This blog is dedicated to the sublime instruments called nose flutes and which produce the most divine sound ever. We have chosen to discard all the native models from S. Pacific and Asia, for they need fingering to be played. We'll concentrate on "buccal cavity driven" nose flutes : the well patented and trademarked metal or plastic ones, plus, by a condemnable indulgence, some wooden craft or home-made productions.
Jun 6, 2012
Hall of Fame : Ezra Pound
Ezra Pound’s one-act opera Le Testament de Villon is a setting of selected poems from a long poem of the same name by the french cursed poet François Villon (1431-?). Scene One opens on a square fronted by a brothel, a bar and a church in Paris, circa 1462. Condemned to death and with a warrant out for his arrest, Villon sits before the tavern writing his « last will and irrevocable testament.»

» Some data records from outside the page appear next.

//! Hardware-free simulation of a small Ackermann-steered car
//!
//! | Component | Simulation |
//! |-----------|------------|
//! | Steering + drive motor | Kinematic bicycle model, stop-on-contact collisions |
//! | Ultrasonic ranger | Beam cone against circular obstacles, Gaussian noise, dropouts |
//! | Object detector | Pinhole projection of classed obstacles, confidence noise, dropped frames |
//!
//! All three share one [`SimWorld`] behind a mutex. The ranger advances the
//! world clock on every read, so one control tick equals one step.
//!
//! ```toml
//! [device]
//! type = "mock"
//!
//! [device.simulation]
//! random_seed = 42      # 0 = random each run
//! fixed_step_ms = 50    # omit to follow wall time
//!
//! [[device.simulation.obstacles]]
//! x_cm = 150.0
//! y_cm = 0.0
//! class_id = 0
//! ```

pub mod actuator;
pub mod config;
mod noise;
pub mod sensors;
pub mod world;

pub use actuator::{ActuatorCall, MockActuator};
pub use config::{ObstacleConfig, SimulationConfig};
pub use sensors::{MockCamera, MockRangeSensor};
pub use world::{Pose, SimWorld};

use std::sync::Arc;

use parking_lot::Mutex;
use tracing::info;

/// The simulated car with handles into its shared world
pub struct MockDevice {
    world: Arc<Mutex<SimWorld>>,
    actuator: MockActuator,
}

impl MockDevice {
    pub fn new(config: SimulationConfig) -> Self {
        info!(
            "Mock device: {} obstacle(s), seed {}, step {}",
            config.obstacles.len(),
            config.random_seed,
            config
                .fixed_step_ms
                .map_or_else(|| "wall clock".to_string(), |ms| format!("{ms}ms"))
        );
        let world = Arc::new(Mutex::new(SimWorld::new(config)));
        let actuator = MockActuator::attached(world.clone());
        Self { world, actuator }
    }

    /// Actuator handle; clones share the call log
    pub fn actuator(&self) -> MockActuator {
        self.actuator.clone()
    }

    pub fn range_sensor(&self) -> MockRangeSensor {
        MockRangeSensor::new(self.world.clone())
    }

    pub fn camera(&self) -> MockCamera {
        MockCamera::new(self.world.clone())
    }

    pub fn pose(&self) -> Pose {
        self.world.lock().pose()
    }

    pub fn collisions(&self) -> u32 {
        self.world.lock().collisions()
    }
}
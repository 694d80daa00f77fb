//! Simulated scene: car kinematics, collisions, and sensor geometry
//!
//! The car is a kinematic bicycle. Steering follows the actuator convention
//! (right positive), so a positive steering angle turns the heading clockwise.

use std::time::{Duration, Instant};

use tracing::{debug, warn};

use super::config::{ObstacleConfig, SimulationConfig};
use super::noise::SensorNoise;
use crate::drivers::SensorError;
use crate::types::{BoundingBox, Detection, DetectionSet};

/// Integration substep (seconds)
const MAX_SUBSTEP_S: f64 = 0.01;

/// HC-SR04 style blind zone; nearer surfaces read as this value
const MIN_ECHO_CM: f64 = 2.0;

/// Car pose in the world frame
#[derive(Debug, Clone, Copy, PartialEq)]
pub struct Pose {
    pub x_cm: f64,
    pub y_cm: f64,
    /// Counter-clockwise from +x (degrees)
    pub heading_deg: f64,
}

/// Obstacle position relative to the car
struct RelativePosition {
    /// Along the heading (cm)
    forward: f64,
    /// Positive to the right (cm)
    right: f64,
    /// Center-to-center distance (cm)
    range: f64,
}

/// Shared state behind the mock actuator, ranger and camera
pub struct SimWorld {
    config: SimulationConfig,
    x: f64,
    y: f64,
    /// Radians, CCW from +x
    theta: f64,
    /// Commanded steering (degrees, right positive, clamped to servo limit)
    steer_deg: f64,
    /// Signed throttle in 0-100 units, negative when reversing
    throttle: f64,
    noise: SensorNoise,
    collisions: u32,
    in_contact: bool,
    last_advance: Option<Instant>,
    sim_time: Duration,
}

impl SimWorld {
    pub fn new(config: SimulationConfig) -> Self {
        let noise = SensorNoise::new(config.random_seed);
        Self {
            x: config.car.start_x_cm,
            y: config.car.start_y_cm,
            theta: normalize_angle(config.car.start_heading_deg.to_radians()),
            steer_deg: 0.0,
            throttle: 0.0,
            noise,
            collisions: 0,
            in_contact: false,
            last_advance: None,
            sim_time: Duration::ZERO,
            config,
        }
    }

    pub fn config(&self) -> &SimulationConfig {
        &self.config
    }

    pub fn pose(&self) -> Pose {
        Pose {
            x_cm: self.x,
            y_cm: self.y,
            heading_deg: self.theta.to_degrees(),
        }
    }

    pub fn steering_deg(&self) -> f64 {
        self.steer_deg
    }

    pub fn throttle(&self) -> f64 {
        self.throttle
    }

    /// Number of distinct times the car ran into something
    pub fn collisions(&self) -> u32 {
        self.collisions
    }

    pub fn sim_time(&self) -> Duration {
        self.sim_time
    }

    pub fn set_steering(&mut self, deg: f64) {
        let limit = self.config.car.steer_limit_deg.abs();
        self.steer_deg = deg.clamp(-limit, limit);
    }

    /// Signed throttle in 0-100 units
    pub fn set_throttle(&mut self, units: f64) {
        self.throttle = units.clamp(-100.0, 100.0);
    }

    /// Move the clock forward by one fixed step, or by the wall time since the
    /// previous call when no fixed step is configured.
    pub fn advance(&mut self) {
        let dt = match self.config.fixed_step_ms {
            Some(ms) => Duration::from_millis(ms),
            None => {
                let now = Instant::now();
                let dt = self
                    .last_advance
                    .map_or(Duration::ZERO, |last| now.duration_since(last));
                self.last_advance = Some(now);
                dt
            }
        };
        self.step(dt);
    }

    /// Integrate car motion over `dt`
    pub fn step(&mut self, dt: Duration) {
        self.sim_time += dt;
        let mut remaining = dt.as_secs_f64();
        while remaining > 0.0 {
            let h = remaining.min(MAX_SUBSTEP_S);
            self.substep(h);
            remaining -= h;
        }
    }

    fn substep(&mut self, dt: f64) {
        let v = self.throttle * self.config.car.cm_per_s_per_unit;
        if v == 0.0 {
            return;
        }

        let wheelbase = self.config.car.wheelbase_cm.max(1.0);
        let omega = -v / wheelbase * self.steer_deg.to_radians().tan();

        let new_theta = self.theta + omega * dt;
        let mid = self.theta + 0.5 * omega * dt;
        let new_x = self.x + v * mid.cos() * dt;
        let new_y = self.y + v * mid.sin() * dt;

        if self.would_collide(new_x, new_y) {
            // Stop mode: wheels spin, the car stays put
            if !self.in_contact {
                self.collisions += 1;
                warn!(
                    "Simulated collision #{} at ({:.1}, {:.1})",
                    self.collisions, self.x, self.y
                );
            }
            self.in_contact = true;
            return;
        }

        self.in_contact = false;
        self.x = new_x;
        self.y = new_y;
        self.theta = normalize_angle(new_theta);
    }

    fn would_collide(&self, x: f64, y: f64) -> bool {
        let r = self.config.car.robot_radius_cm;
        self.config
            .obstacles
            .iter()
            .any(|o| (o.x_cm - x).hypot(o.y_cm - y) < o.radius_cm + r)
    }

    fn relative(&self, obstacle: &ObstacleConfig) -> RelativePosition {
        let dx = obstacle.x_cm - self.x;
        let dy = obstacle.y_cm - self.y;
        let (sin, cos) = self.theta.sin_cos();
        RelativePosition {
            forward: dx * cos + dy * sin,
            right: dx * sin - dy * cos,
            range: dx.hypot(dy),
        }
    }

    /// Distance from the front bumper to the nearest surface inside the beam
    fn nearest_echo_cm(&self) -> Option<f64> {
        let beam = self.config.ultrasonic.beam_half_angle_deg.to_radians();
        let bumper = self.config.car.robot_radius_cm;

        self.config
            .obstacles
            .iter()
            .filter_map(|o| {
                let rel = self.relative(o);
                if rel.forward <= 0.0 {
                    return None;
                }
                let bearing = rel.right.atan2(rel.forward).abs();
                let angular_half_width = (o.radius_cm / rel.range).min(1.0).asin();
                (bearing <= beam + angular_half_width)
                    .then(|| (rel.range - o.radius_cm - bumper).max(MIN_ECHO_CM))
            })
            .min_by(|a, b| a.total_cmp(b))
    }

    /// One ultrasonic ping
    pub fn ping(&mut self) -> std::result::Result<f64, SensorError> {
        let us = &self.config.ultrasonic;
        let (max_range, stddev, dropout) = (us.max_range_cm, us.noise_stddev_cm, us.dropout_rate);

        if self.noise.happens(dropout) {
            return Err(SensorError::NoEcho);
        }

        let distance = self.nearest_echo_cm().ok_or(SensorError::NoEcho)?;
        if distance > max_range {
            return Err(SensorError::OutOfRange(distance));
        }

        Ok((distance + self.noise.gaussian(stddev)).max(MIN_ECHO_CM))
    }

    /// One detector frame, or `None` when the frame was dropped
    pub fn capture(&mut self) -> Option<DetectionSet> {
        let cam = self.config.camera.clone();
        if self.noise.happens(cam.frame_drop_rate) {
            debug!("Simulated camera dropped a frame");
            return None;
        }

        let (w, h) = (cam.frame_width as f64, cam.frame_height as f64);
        let half_fov = cam.half_fov_deg.to_radians();
        let focal = (w / 2.0) / half_fov.tan();
        let mut frame = DetectionSet::new(cam.frame_width, cam.frame_height);

        for obstacle in &self.config.obstacles {
            let Some(class_id) = obstacle.class_id else {
                continue;
            };
            let rel = self.relative(obstacle);
            if rel.forward <= 1.0 || rel.range - obstacle.radius_cm > cam.detect_range_cm {
                continue;
            }
            if rel.right.atan2(rel.forward).abs() > half_fov {
                continue;
            }

            let cx = w / 2.0 + focal * rel.right / rel.forward;
            let half_w = focal * obstacle.radius_cm / rel.forward;
            let half_h = 0.5 * focal * obstacle.height_cm / rel.forward;
            let (cy, top) = (h / 2.0, h / 2.0 - half_h);
            let bbox = BoundingBox::new(cx - half_w, top, cx + half_w, cy + half_h).clamped(w, h);

            let confidence = (cam.base_confidence as f64
                + self.noise.gaussian(cam.confidence_stddev as f64))
            .clamp(0.0, 1.0) as f32;

            frame.push(Detection::new(class_id, confidence, bbox));
        }

        Some(frame)
    }
}

/// Wrap to [-π, π)
fn normalize_angle(angle: f64) -> f64 {
    use std::f64::consts::{PI, TAU};
    (angle + PI).rem_euclid(TAU) - PI
}
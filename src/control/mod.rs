//! Avoidance control
//!
//! - [`state`]: drive states and the pure zone transition table
//! - [`maneuver`]: timed evasive maneuver as a non-blocking sub-state machine
//! - [`controller`]: [`AvoidanceController`], owner of all cross-tick state

pub mod controller;
pub mod maneuver;
pub mod state;

pub use controller::AvoidanceController;
pub use maneuver::{EvasiveManeuver, ManeuverStep};
pub use state::{DriveState, steady_command, transition};
/// Ultrasonic zone thresholds
#[derive(Clone, Debug, Deserialize, Serialize)]
pub struct ZoneConfig {
    /// Closer than this is Danger (default: 25cm)
    #[serde(default = "default_danger_cm")]
    pub danger_cm: f64,

    /// Closer than this is Caution (default: 50cm)
    #[serde(default = "default_caution_cm")]
    pub caution_cm: f64,
}

/// Steady-state driving parameters, speeds in 0-100 actuator units
#[derive(Clone, Debug, Deserialize, Serialize)]
pub struct DriveConfig {
    #[serde(default = "default_cruise_speed")]
    pub cruise_speed: u8,

    #[serde(default = "default_caution_speed")]
    pub caution_speed: u8,

    /// Steering bias while in the caution zone (default: -10°, searching left)
    #[serde(default = "default_caution_steer_deg")]
    pub caution_steer_deg: f64,

    /// Actuator throttle upper bound (default: 100)
    #[serde(default = "default_max_speed")]
    pub max_speed: u8,

    /// Steering servo limit in degrees, symmetric (default: 30)
    #[serde(default = "default_max_steer_deg")]
    pub max_steer_deg: f64,
}

/// Timed evasive maneuver parameters
#[derive(Clone, Debug, Deserialize, Serialize)]
pub struct EvasionConfig {
    /// Steering magnitude while backing away (default: 25°)
    #[serde(default = "default_turn_angle_deg")]
    pub turn_angle_deg: f64,

    #[serde(default = "default_reverse_speed")]
    pub reverse_speed: u8,

    /// Hold after the initial stop (default: 0.1s)
    #[serde(default = "default_pause_s")]
    pub pause_s: f64,

    /// How long to reverse (default: 0.5s)
    #[serde(default = "default_reverse_duration_s")]
    pub reverse_duration_s: f64,
}

/// What the control loop does with its inputs
#[derive(Clone, Copy, Debug, Default, PartialEq, Eq, Deserialize, Serialize, clap::ValueEnum)]
#[serde(rename_all = "snake_case")]
#[value(rename_all = "snake_case")]
pub enum ControlMode {
    /// Camera and ultrasonic fused
    #[default]
    Fused,
    /// Camera ignored for obstacle decisions
    UltrasonicOnly,
    /// Sense and report only, never drive
    Monitor,
}

/// Control loop settings
#[derive(Clone, Debug, Deserialize, Serialize)]
pub struct ControlConfig {
    /// Inter-tick delay in milliseconds (default: 50)
    #[serde(default = "default_tick_interval_ms")]
    pub tick_interval_ms: u64,

    /// Reuse the last detector frame for this long when none is ready (default: 500)
    #[serde(default = "default_max_frame_age_ms")]
    pub max_frame_age_ms: u64,

    #[serde(default)]
    pub mode: ControlMode,
}

/// Device selection
#[derive(Clone, Debug, Deserialize, Serialize)]
pub struct DeviceConfig {
    /// Device type (only "mock" is built in)
    #[serde(rename = "type", default = "default_device_type")]
    pub device_type: String,

    #[serde(default = "default_device_name")]
    pub name: String,

    #[serde(default)]
    pub simulation: SimulationConfig,
}

/// Logging configuration
#[derive(Clone, Debug, Deserialize, Serialize)]
pub struct LoggingConfig {
    /// Default level for the kavach target (trace, debug, info, warn, error)
    #[serde(default = "default_log_level")]
    pub level: String,
}

// Default value functions
fn default_confidence_threshold() -> f32 {
    0.35
}
fn default_center_region_fraction() -> f64 {
    0.30
}
fn default_preferred_target_classes() -> Vec<ClassId> {
    vec![0, 1, 2, 3, 7]
}
fn default_half_fov_deg() -> f64 {
    45.0
}
fn default_danger_cm() -> f64 {
    25.0
}
fn default_caution_cm() -> f64 {
    50.0
}
fn default_cruise_speed() -> u8 {
    25
}
fn default_caution_speed() -> u8 {
    10
}
fn default_caution_steer_deg() -> f64 {
    -10.0
}
fn default_max_speed() -> u8 {
    100
}
fn default_max_steer_deg() -> f64 {
    30.0
}
fn default_turn_angle_deg() -> f64 {
    25.0
}
fn default_reverse_speed() -> u8 {
    15
}
fn default_pause_s() -> f64 {
    0.1
}
fn default_reverse_duration_s() -> f64 {
    0.5
}
fn default_tick_interval_ms() -> u64 {
    50
}
fn default_max_frame_age_ms() -> u64 {
    500
}
fn default_device_type() -> String {
    "mock".to_string()
}
fn default_device_name() -> String {
    "Simulated PiCar".to_string()
}
fn default_log_level() -> String {
    "info".to_string()
}

impl Default for PerceptionConfig {
    fn default() -> Self {
        Self {
            confidence_threshold: default_confidence_threshold(),
            center_region_fraction: default_center_region_fraction(),
            allowed_obstacle_classes: None,
            preferred_target_classes: default_preferred_target_classes(),
            half_fov_deg: default_half_fov_deg(),
        }
    }
}

impl PerceptionConfig {
    pub fn allowed_classes(&self) -> Option<HashSet<ClassId>> {
        self.allowed_obstacle_classes
            .as_ref()
            .map(|c| c.iter().copied().collect())
    }

    pub fn preferred_classes(&self) -> HashSet<ClassId> {
        self.preferred_target_classes.iter().copied().collect()
    }
}

impl Default for ZoneConfig {
    fn default() -> Self {
        Self {
            danger_cm: default_danger_cm(),
            caution_cm: default_caution_cm(),
        }
    }
}

impl Default for DriveConfig {
    fn default() -> Self {
        Self {
            cruise_speed: default_cruise_speed(),
            caution_speed: default_caution_speed(),
            caution_steer_deg: default_caution_steer_deg(),
            max_speed: default_max_speed(),
            max_steer_deg: default_max_steer_deg(),
        }
    }
}

impl Default for EvasionConfig {
    fn default() -> Self {
        Self {
            turn_angle_deg: default_turn_angle_deg(),
            reverse_speed: default_reverse_speed(),
            pause_s: default_pause_s(),
            reverse_duration_s: default_reverse_duration_s(),
        }
    }
}

impl Default for ControlConfig {
    fn default() -> Self {
        Self {
            tick_interval_ms: default_tick_interval_ms(),
            max_frame_age_ms: default_max_frame_age_ms(),
            mode: ControlMode::default(),
        }
    }
}

impl Default for DeviceConfig {
    fn default() -> Self {
        Self {
            device_type: default_device_type(),
            name: default_device_name(),
            simulation: SimulationConfig::default(),
        }
    }
}

impl Default for LoggingConfig {
    fn default() -> Self {
        Self {
            level: default_log_level(),
        }
    }
}

impl KavachConfig {
    /// Load configuration from a TOML file
    pub fn load(path: &Path) -> Result<Self> {
        let content = std::fs::read_to_string(path)
            .map_err(|e| KavachError::Config(format!("Failed to read config file: {}", e)))?;
        Self::from_toml_str(&content)
    }

    /// Parse configuration from TOML text
    pub fn from_toml_str(content: &str) -> Result<Self> {
        let config: KavachConfig = toml::from_str(content)?;
        Ok(config)
    }

    /// Reject configurations that would make the controller unsafe.
    pub fn validate(&self) -> Result<()> {
        let p = &self.perception;
        if !(0.0..=1.0).contains(&p.confidence_threshold) {
            return Err(config_error(format!(
                "confidence_threshold {} outside [0, 1]",
                p.confidence_threshold
            )));
        }
        if !(p.center_region_fraction > 0.0 && p.center_region_fraction <= 1.0) {
            return Err(config_error(format!(
                "center_region_fraction {} outside (0, 1]",
                p.center_region_fraction
            )));
        }
        if !(p.half_fov_deg > 0.0 && p.half_fov_deg < 90.0) {
            return Err(config_error(format!(
                "half_fov_deg {} outside (0, 90)",
                p.half_fov_deg
            )));
        }

        let z = &self.zones;
        if !(z.danger_cm > 0.0) {
            return Err(config_error(format!(
                "danger_cm must be positive, got {}",
                z.danger_cm
            )));
        }
        if !(z.caution_cm.is_finite() && z.danger_cm < z.caution_cm) {
            return Err(config_error(format!(
                "danger_cm ({}) must be below caution_cm ({})",
                z.danger_cm, z.caution_cm
            )));
        }

        let d = &self.drive;
        let e = &self.evasion;
        if d.max_speed > 100 {
            return Err(config_error(format!(
                "max_speed {} exceeds the 0-100 speed scale",
                d.max_speed
            )));
        }
        for (name, speed) in [
            ("cruise_speed", d.cruise_speed),
            ("caution_speed", d.caution_speed),
            ("reverse_speed", e.reverse_speed),
        ] {
            if speed > d.max_speed {
                return Err(config_error(format!(
                    "{} {} exceeds max_speed {}",
                    name, speed, d.max_speed
                )));
            }
        }

        if !(d.max_steer_deg > 0.0) {
            return Err(config_error(format!(
                "max_steer_deg must be positive, got {}",
                d.max_steer_deg
            )));
        }
        if !(d.caution_steer_deg.abs() <= d.max_steer_deg) {
            return Err(config_error(format!(
                "caution_steer_deg {} exceeds steering limit ±{}",
                d.caution_steer_deg, d.max_steer_deg
            )));
        }
        if !(e.turn_angle_deg >= 0.0 && e.turn_angle_deg <= d.max_steer_deg) {
            return Err(config_error(format!(
                "turn_angle_deg {} outside [0, {}]",
                e.turn_angle_deg, d.max_steer_deg
            )));
        }

        if !(e.pause_s >= 0.0 && e.pause_s.is_finite()) {
            return Err(config_error(format!("pause_s {} is invalid", e.pause_s)));
        }
        if !(e.reverse_duration_s >= 0.0 && e.reverse_duration_s.is_finite()) {
            return Err(config_error(format!(
                "reverse_duration_s {} is invalid",
                e.reverse_duration_s
            )));
        }

        if self.control.tick_interval_ms == 0 {
            return Err(config_error("tick_interval_ms must be non-zero".to_string()));
        }

        self.device.simulation.validate().map_err(config_error)?;

        Ok(())
    }
}
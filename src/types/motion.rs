//! Actuator-side motion types

use std::fmt;

/// Direction of the next evasive turn
#[derive(Debug, Clone, Copy, PartialEq, Eq)]
pub enum TurnDirection {
    Left,
    Right,
}

impl TurnDirection {
    /// Steering sign: left negative, right positive
    #[inline]
    pub fn sign(&self) -> f64 {
        match self {
            TurnDirection::Left => -1.0,
            TurnDirection::Right => 1.0,
        }
    }

    /// The opposite direction
    #[inline]
    pub fn flipped(&self) -> Self {
        match self {
            TurnDirection::Left => TurnDirection::Right,
            TurnDirection::Right => TurnDirection::Left,
        }
    }
}

impl fmt::Display for TurnDirection {
    fn fmt(&self, f: &mut fmt::Formatter<'_>) -> fmt::Result {
        match self {
            TurnDirection::Left => f.write_str("left"),
            TurnDirection::Right => f.write_str("right"),
        }
    }
}

/// Last throttle state commanded to the actuator
#[derive(Debug, Clone, Copy, PartialEq, Eq, Default)]
pub enum Motion {
    #[default]
    Stopped,
    Forward(u8),
    Backward(u8),
}

#[cfg(test)]
mod tests {
    use super::*;

    #[test]
    fn test_turn_direction_flip() {
        assert_eq!(TurnDirection::Right.flipped(), TurnDirection::Left);
        assert_eq!(TurnDirection::Left.flipped().flipped(), TurnDirection::Left);
        assert_eq!(TurnDirection::Left.sign(), -1.0);
        assert_eq!(TurnDirection::Right.sign(), 1.0);
    }
}
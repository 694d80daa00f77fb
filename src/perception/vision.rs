//! Camera-based "obstacle ahead" test.
//!
//! The front corridor is the horizontal pixel band
//! `[w * (0.5 - f/2), w * (0.5 + f/2)]`, bounds inclusive. A detection counts
//! when its confidence passes the threshold, its class is allowed, and the
//! horizontal center of its box lies inside the corridor.

use std::collections::HashSet;

use crate::config::PerceptionConfig;
use crate::types::{ClassId, Detection, DetectionSet};

/// Reduce a frame's detections to a single obstacle-ahead flag.
///
/// Returns false for an empty set. Detections below `confidence_threshold`
/// or outside `allowed_classes` (when given) never contribute.
pub fn is_obstacle_in_front(
    detections: &DetectionSet,
    frame_width: f64,
    center_region_fraction: f64,
    confidence_threshold: f32,
    allowed_classes: Option<&HashSet<ClassId>>,
) -> bool {
    if detections.is_empty() {
        return false;
    }

    let (x_min, x_max) = corridor(frame_width, center_region_fraction);

    detections
        .iter()
        .filter(|d| qualifies(d, confidence_threshold, allowed_classes))
        .any(|d| {
            let cx = d.bbox.center_x();
            x_min <= cx && cx <= x_max
        })
}

/// Horizontal pixel band treated as straight ahead
#[inline]
pub fn corridor(frame_width: f64, center_region_fraction: f64) -> (f64, f64) {
    let half = center_region_fraction / 2.0;
    (frame_width * (0.5 - half), frame_width * (0.5 + half))
}

#[inline]
fn qualifies(d: &Detection, threshold: f32, allowed: Option<&HashSet<ClassId>>) -> bool {
    if d.confidence < threshold {
        return false;
    }
    allowed.is_none_or(|classes| classes.contains(&d.class_id))
}

/// Configured front-corridor filter.
#[derive(Clone, Debug)]
pub struct VisionObstacleFilter {
    center_region_fraction: f64,
    confidence_threshold: f32,
    allowed_classes: Option<HashSet<ClassId>>,
}

impl VisionObstacleFilter {
    pub fn new(
        center_region_fraction: f64,
        confidence_threshold: f32,
        allowed_classes: Option<HashSet<ClassId>>,
    ) -> Self {
        Self {
            center_region_fraction,
            confidence_threshold,
            allowed_classes,
        }
    }

    pub fn from_config(config: &PerceptionConfig) -> Self {
        Self::new(
            config.center_region_fraction,
            config.confidence_threshold,
            config.allowed_classes(),
        )
    }

    /// Obstacle test using the frame width carried by the set.
    pub fn check(&self, detections: &DetectionSet) -> bool {
        self.is_obstacle_in_front(detections, detections.frame_width as f64)
    }

    /// Obstacle test against an explicit frame width.
    pub fn is_obstacle_in_front(&self, detections: &DetectionSet, frame_width: f64) -> bool {
        is_obstacle_in_front(
            detections,
            frame_width,
            self.center_region_fraction,
            self.confidence_threshold,
            self.allowed_classes.as_ref(),
        )
    }
}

Pound began the writing of his opera in 1919, completed it in 1923, and it was first performed in 1924 in Paris. Virgil Thomson wrote about it : « The music was not quite a musician's music", he wrote, "though it may well be the finest poet's music since Thomas Campion... Its sound has remained in my memory. » and Robert Hughes remarked that (...) Le Testament explores a Webernesque pointillistic orchestration and derives its vitality from complex rhythms.
In the libretto, the list of instruments include this :
Indeed, Pound's Le Testament is the first (and unique?) opera including a nose flute! And it was in 1919-23 ! OK, let's keep our calm : there are only 3 x 4 glissandi notes of nose flute in the whole piece. But they are the 12 first notes, after some rhythm played on small African drums. The opening scene takes place in a bordello, and is called Inside Brothel or Brothel Music.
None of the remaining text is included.